Back in the old days, you bought an SLR and it most likely came with a 50mm lens, and that’s the one that you used the most. Today, lenses that were too expensive for many of us back then are sold for a fraction of what they are really worth. But even then, there were budget brands like Spiratone (the most affordable), Vivitar, Albinar, Tokina, Tamron, Makinon, Promaster and others.   Of those brands, there are some gems in the Vivitar line that were made by Kiron, and I don’t think people today appreciate the longevity of many Tamron Adaptall-2 lenses. Change your camera system? Just get a new Adaptall-2 adapter for the lens.

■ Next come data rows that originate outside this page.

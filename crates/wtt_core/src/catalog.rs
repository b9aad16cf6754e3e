//! Built-in catalogs: the category list, the starter items written into an
//! empty store, and the larger demo catalog.

use crate::id::format_item_id;
use crate::item::{Condition, Item};

/// Categories offered when adding or editing an item.
///
/// The repository accepts any category; this list is what front ends offer.
pub const CATEGORIES: [&str; 6] = [
    "Typewriters",
    "Cameras",
    "Set Pieces",
    "Furniture",
    "Costumes",
    "Props",
];

/// Category preselected for new items.
pub const DEFAULT_CATEGORY: &str = "Typewriters";

/// Condition preselected for new items.
pub const DEFAULT_CONDITION: Condition = Condition::Good;

/// Counter value left behind by [`seed_items`].
pub const SEED_COUNTER: u64 = 3;

const MINUTE: i64 = 60 * 1000;
const HOUR: i64 = 60 * MINUTE;

/// Starter items for an empty store, numbered 1 to [`SEED_COUNTER`].
#[must_use]
pub fn seed_items(prefix: &str, width: usize, now: i64) -> Vec<Item> {
    let rows = [
        (1, "Vintage Typewriter", "Typewriters", "Aisle 1", Condition::Good, false),
        (2, "Old Film Camera", "Cameras", "Aisle 2", Condition::Fair, true),
        (3, "Brass Candelabra", "Set Pieces", "Aisle 3", Condition::Good, false),
    ];
    rows.into_iter()
        .map(|(n, name, category, location, condition, checked_out)| {
            Item::new(format_item_id(prefix, n, width), name, category)
                .with_location(location)
                .with_condition(condition)
                .with_checked_out(checked_out)
                .with_updated_at(now)
        })
        .collect()
}

/// The demo catalog, numbered 101 to 118.
///
/// Timestamps are spread over the three days before `now`.
#[must_use]
pub fn demo_items(prefix: &str, width: usize, now: i64) -> Vec<Item> {
    use Condition::{Excellent, Fair, Good, NeedsRepair};

    let rows = [
        ("Royal Quiet De Luxe", "Typewriters", "Aisle 1 / Shelf A", Good, false, 2 * HOUR),
        ("Underwood No. 5", "Typewriters", "Aisle 1 / Shelf B", Fair, true, 24 * HOUR),
        ("Olympia SM9", "Typewriters", "Aisle 1 / Shelf C", Excellent, false, 15 * MINUTE),
        ("Canon AE-1", "Cameras", "Aisle 2 / Shelf A", Good, false, 6 * HOUR),
        ("Nikon FM2", "Cameras", "Aisle 2 / Shelf B", Good, true, 48 * HOUR),
        ("Polaroid SX-70", "Cameras", "Aisle 2 / Shelf C", Fair, false, 10 * HOUR),
        ("Victorian Writing Desk", "Furniture", "Bay 3", Good, false, 90 * MINUTE),
        ("Oak Rolltop Desk", "Furniture", "Bay 3", NeedsRepair, false, 72 * HOUR),
        ("Art Deco Sideboard", "Furniture", "Bay 4", Good, true, 30 * HOUR),
        ("Gaslight Street Lamp", "Set Pieces", "Back Lot", Good, false, 5 * HOUR),
        ("Library Book Wall", "Set Pieces", "Stage B", Excellent, false, 12 * HOUR),
        ("Paris Cafe Table", "Set Pieces", "Stage C", Good, true, 18 * HOUR),
        ("1940s Trench Coat", "Costumes", "Wardrobe 1", Good, false, 35 * MINUTE),
        ("Victorian Gown", "Costumes", "Wardrobe 2", Fair, true, 20 * HOUR),
        ("Pirate Captain Coat", "Costumes", "Wardrobe 3", Good, false, 8 * HOUR),
        ("Brass Telescope", "Props", "Props Cage A", Good, false, 3 * HOUR),
        ("Antique Compass", "Props", "Props Cage B", Excellent, false, 14 * HOUR),
        ("Leather Satchel", "Props", "Props Cage C", Good, true, 40 * HOUR),
    ];

    rows.into_iter()
        .zip(101..)
        .map(|((name, category, location, condition, checked_out, age), n)| {
            Item::new(format_item_id(prefix, n, width), name, category)
                .with_location(location)
                .with_condition(condition)
                .with_checked_out(checked_out)
                .with_updated_at(now - age)
        })
        .collect()
}

#[cfg(test)]
mod tests {
    use super::*;
    use crate::id::max_id_suffix;
    use std::collections::HashSet;

    #[test]
    fn seed_items_are_numbered_up_to_counter() {
        let items = seed_items("WTT", 6, 5);
        assert_eq!(items.len(), 3);
        assert_eq!(items[0].id, "WTT-000001");
        assert_eq!(max_id_suffix(&items), SEED_COUNTER);
        assert!(items.iter().all(|item| item.updated_at == 5));
        assert!(items[1].checked_out);
    }

    #[test]
    fn demo_items_cover_every_category() {
        let items = demo_items("WTT", 6, 10 * 24 * HOUR);
        assert_eq!(items.len(), 18);
        assert_eq!(items[0].id, "WTT-000101");
        assert_eq!(items[17].id, "WTT-000118");

        let categories: HashSet<_> = items.iter().map(|item| item.category.as_str()).collect();
        for category in CATEGORIES {
            assert!(categories.contains(category), "missing {category}");
        }
    }

    #[test]
    fn demo_items_are_in_the_past() {
        let now = 10 * 24 * HOUR;
        let items = demo_items("WTT", 6, now);
        assert!(items.iter().all(|item| item.updated_at < now));
        assert_eq!(items.iter().filter(|item| item.checked_out).count(), 6);
    }
}
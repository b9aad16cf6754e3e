//! # WTT Testkit
//!
//! Test utilities for the WTT inventory catalog.
//!
//! This crate provides:
//! - Repository fixtures with a controllable clock
//! - Property-based test generators using proptest
//! - Invariant checks shared by tests
//!
//! ## Usage
//!
//! ```rust
//! use wtt_testkit::prelude::*;
//!
//! let test_repo = TestRepository::memory();
//! let id = test_repo.next_id().unwrap();
//! assert_eq!(id, "WTT-000001");
//! ```

#![deny(unsafe_code)]
#![warn(missing_docs)]

pub mod fixtures;
pub mod generators;
pub mod invariants;

/// Prelude module for convenient imports
pub mod prelude {
    pub use crate::fixtures::*;
    pub use crate::generators::*;
    pub use crate::invariants::*;
}

pub use fixtures::*;
pub use generators::*;
pub use invariants::*;
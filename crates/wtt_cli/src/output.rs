//! Text rendering of items.

use clap::ValueEnum;
use std::io::{self, Write};
use wtt_core::Item;

/// Output format of `list` and `show`.
#[derive(Debug, Clone, Copy, PartialEq, Eq, Default, ValueEnum)]
pub enum Format {
    /// Human-readable text
    #[default]
    Text,
    /// Pretty-printed JSON
    Json,
}

/// Status label of an item.
pub fn status_label(item: &Item) -> &'static str {
    if item.checked_out {
        "Checked Out"
    } else {
        "Available"
    }
}

/// Describes how long ago `then` was, relative to `now` (both in ms).
pub fn format_age(now: i64, then: i64) -> String {
    let seconds = now.saturating_sub(then).max(0) / 1000;
    match seconds {
        0..=59 => "just now".to_string(),
        60..=3_599 => plural(seconds / 60, "minute"),
        3_600..=86_399 => plural(seconds / 3_600, "hour"),
        _ => plural(seconds / 86_400, "day"),
    }
}

fn plural(n: i64, unit: &str) -> String {
    if n == 1 {
        format!("1 {unit} ago")
    } else {
        format!("{n} {unit}s ago")
    }
}

/// Writes a table of items.
pub fn write_table<'a>(
    out: &mut impl Write,
    items: impl IntoIterator<Item = &'a Item>,
) -> io::Result<()> {
    writeln!(out, "{:<12} {:<28} {:<12} {}", "ID", "Name", "Category", "Status")?;
    for item in items {
        writeln!(
            out,
            "{:<12} {:<28} {:<12} {}",
            item.id,
            item.name,
            item.category,
            status_label(item)
        )?;
    }
    Ok(())
}

/// Writes the full record of one item.
pub fn write_detail(out: &mut impl Write, item: &Item, now: i64) -> io::Result<()> {
    writeln!(out, "{}", item.name)?;
    writeln!(out, "  Item ID:   {}", item.id)?;
    writeln!(out, "  Category:  {}", item.category)?;
    writeln!(out, "  Location:  {}", item.location.as_deref().unwrap_or("-"))?;
    match item.condition {
        Some(condition) => writeln!(out, "  Condition: {condition}")?,
        None => writeln!(out, "  Condition: -")?,
    }
    writeln!(out, "  Status:    {}", status_label(item))?;
    writeln!(out, "  Updated:   {}", format_age(now, item.updated_at))?;
    Ok(())
}

#[cfg(test)]
mod tests {
    use super::*;
    use wtt_core::Condition;

    #[test]
    fn age_buckets() {
        let now = 10 * 86_400_000;
        assert_eq!(format_age(now, now), "just now");
        assert_eq!(format_age(now, now + 5_000), "just now");
        assert_eq!(format_age(now, now - 60_000), "1 minute ago");
        assert_eq!(format_age(now, now - 15 * 60_000), "15 minutes ago");
        assert_eq!(format_age(now, now - 2 * 3_600_000), "2 hours ago");
        assert_eq!(format_age(now, now - 3 * 86_400_000), "3 days ago");
    }

    #[test]
    fn detail_lists_every_field() {
        let item = Item::new("WTT-000108", "Oak Rolltop Desk", "Furniture")
            .with_location("Bay 3")
            .with_condition(Condition::NeedsRepair)
            .with_updated_at(0);
        let mut buf = Vec::new();
        write_detail(&mut buf, &item, 3_600_000).unwrap();
        let text = String::from_utf8(buf).unwrap();

        assert!(text.contains("WTT-000108"));
        assert!(text.contains("Bay 3"));
        assert!(text.contains("Needs Repair"));
        assert!(text.contains("Available"));
        assert!(text.contains("1 hour ago"));
    }

    #[test]
    fn table_has_header_and_rows() {
        let items = vec![
            Item::new("WTT-000001", "Camera", "Cameras").with_checked_out(true),
            Item::new("WTT-000002", "Lamp", "Props"),
        ];
        let mut buf = Vec::new();
        write_table(&mut buf, &items).unwrap();
        let text = String::from_utf8(buf).unwrap();

        assert_eq!(text.lines().count(), 3);
        assert!(text.lines().nth(1).unwrap().ends_with("Checked Out"));
    }
}
//! Add command implementation.

use super::CommandResult;
use crate::error::CliError;
use crate::output;
use std::io::Write;
use tracing::info;
use wtt_core::{Condition, Item, ItemRepository};

/// Values entered for a new item.
#[derive(Debug, Clone)]
pub struct AddForm {
    /// Item name, required.
    pub name: String,
    /// Category.
    pub category: String,
    /// Optional location.
    pub location: Option<String>,
    /// Condition.
    pub condition: Condition,
}

impl AddForm {
    /// Checks that the name is not blank.
    pub fn validate(&self) -> Result<(), CliError> {
        if self.name.trim().is_empty() {
            return Err(CliError::NameRequired);
        }
        Ok(())
    }

    /// Checks the form and builds the item to store under `id`.
    pub fn to_item(&self, id: String) -> Result<Item, CliError> {
        self.validate()?;

        let mut item = Item::new(id, self.name.trim(), self.category.clone())
            .with_condition(self.condition);
        item.location = self
            .location
            .as_deref()
            .map(str::trim)
            .filter(|l| !l.is_empty())
            .map(str::to_string);
        Ok(item)
    }
}

/// Runs the add command.
///
/// The name is checked before an identifier is allocated.
pub fn run(repo: &ItemRepository, form: &AddForm, out: &mut impl Write) -> CommandResult {
    form.validate()?;

    let id = repo.next_id()?;
    let item = repo.upsert(form.to_item(id)?)?;
    info!(id = %item.id, "item added");

    writeln!(out, "Item saved successfully.")?;
    output::write_detail(out, &item, repo.now())?;
    Ok(())
}

#[cfg(test)]
mod tests {
    use super::*;
    use wtt_testkit::{with_temp_repo, TestRepository};

    fn form(name: &str, location: Option<&str>) -> AddForm {
        AddForm {
            name: name.to_string(),
            category: "Props".to_string(),
            location: location.map(str::to_string),
            condition: Condition::Good,
        }
    }

    #[test]
    fn add_allocates_id_and_stores_trimmed_values() {
        let test_repo = TestRepository::memory();
        let mut buf = Vec::new();
        run(&test_repo, &form("  Brass Telescope ", Some("  Cage A ")), &mut buf).unwrap();

        let item = test_repo.find_by_id("WTT-000001").unwrap();
        assert_eq!(item.name, "Brass Telescope");
        assert_eq!(item.location.as_deref(), Some("Cage A"));
        assert_eq!(item.condition, Some(Condition::Good));
        assert!(!item.checked_out);
        assert!(String::from_utf8(buf).unwrap().starts_with("Item saved successfully."));
    }

    #[test]
    fn blank_location_is_dropped() {
        with_temp_repo(|repo, _| {
            run(repo, &form("Lamp", Some("   ")), &mut Vec::new()).unwrap();
            assert!(repo.find_by_id("WTT-000001").unwrap().location.is_none());
        });
    }

    #[test]
    fn added_item_carries_current_time() {
        with_temp_repo(|repo, clock| {
            clock.set(1_710_000_000_000);
            run(repo, &form("Lamp", None), &mut Vec::new()).unwrap();
            assert_eq!(
                repo.find_by_id("WTT-000001").unwrap().updated_at,
                1_710_000_000_000
            );
        });
    }

    #[test]
    fn blank_name_is_rejected_without_using_an_id() {
        let test_repo = TestRepository::memory();
        let err = run(&test_repo, &form("   ", None), &mut Vec::new()).unwrap_err();
        assert_eq!(err.to_string(), "Item name is required.");

        assert!(test_repo.list_all().is_empty());
        assert_eq!(test_repo.next_id().unwrap(), "WTT-000001");
    }
}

The Tamron 90mm Macro has had several iterations, but the last manual version is the best.   Now, you can buy on eBay pretty much any Tamron or Vivitar lens ever made for a fraction of what they originally sold for. 



With the advent of autofocus SLRs and then the DSLR explosion, zoom lenses became the norm for most photographers, and the typical zoom for a kit was something in the range of 28-80mm. That range covers many photographic needs, but also at a cost of being slower, with a smaller maximum aperture, and a variable one at that. Typically, a variable aperture zoom of 28-80 equivalent would be f/3.5-5.6. Meanwhile, a 50mm f/1.4 becomes a game-changer for someone that’s only used a slow zoom! So, as the market has evolved, we are seeing really expensive niche AF lenses for DSLRs and mirrorless systems - lenses that often negate the smaller mirrorless body advantage. At the same time, there are many new manual lenses coming from Chinese manufacturers (7Artisans, TTArtisans, and others) that bring back the simplicity and advantages of fast prime lenses at an amazing low cost to consumers. 


Mirror Lenses

Nikon 500mm mirror lens

front view of the 500mm Nikkor

A T-mount 500mm mirror lens



Catadioptric, or mirror lenses are yet another attempt to make a low-cost high-magnification telephoto. Using a system of mirrors and refracting lens elements, they are similar to a Cassegrain astronomical telescope. A 500mm f/8 mirror lens doesn’t weigh much, doesn’t cost much, and doesn’t get used much. If you get one, you’ll probably play around with it for a bit until you realize the images generally are not great. The donut-shaped circles of confusion are not attractive. One good use for these lenses would be photographing the moon. Just about every major camera manufacturer made a mirror lens, some with 1000mm focal lengths. Today, new ones are usually T-mount, meaning you’ll need the proper adapter for your SLR system. In addition, with no electronic contacts, you will need to use one in manual or aperture-priority mode. Since they are more compact and lightweight than the equivalent all-glass lens, they are easy to carry and if you like the results, well, good for you. Used mirror lenses generally are inexpensive on eBay, and if you buy one that is a T-mount, make sure that you have the right adapter for your SLR.


Macro Lenses

Vivitar Series 1 90mm macro lens with 1:1 adapter

Macrophotography is another world of special lenses. While many zoom lenses have a "macro" setting, it’s just close-up photography, and not true macro. Macrophotography is typically making something life-size on the frame (1:1), or larger than life size. A true macro lens will have 1:2 or 1:1 on the lens barrel to indicate that. Depending on your SLR system, macro lenses are almost invariably more expensive than normal lenses of similar focal lengths. Since I use Nikon most of the time, I am familiar with what has been available for the F-mount over the years. I’m not going to cover modern lenses made for DSLRs or mirrorless systems. However, the older classic lenses still work great with film, and in most cases, digital bodies. My all-time favorite is the 90mm Tamron macro lens. It’s had several iterations as an Adaptall-2 lens, as well as mount-specific AF versions. 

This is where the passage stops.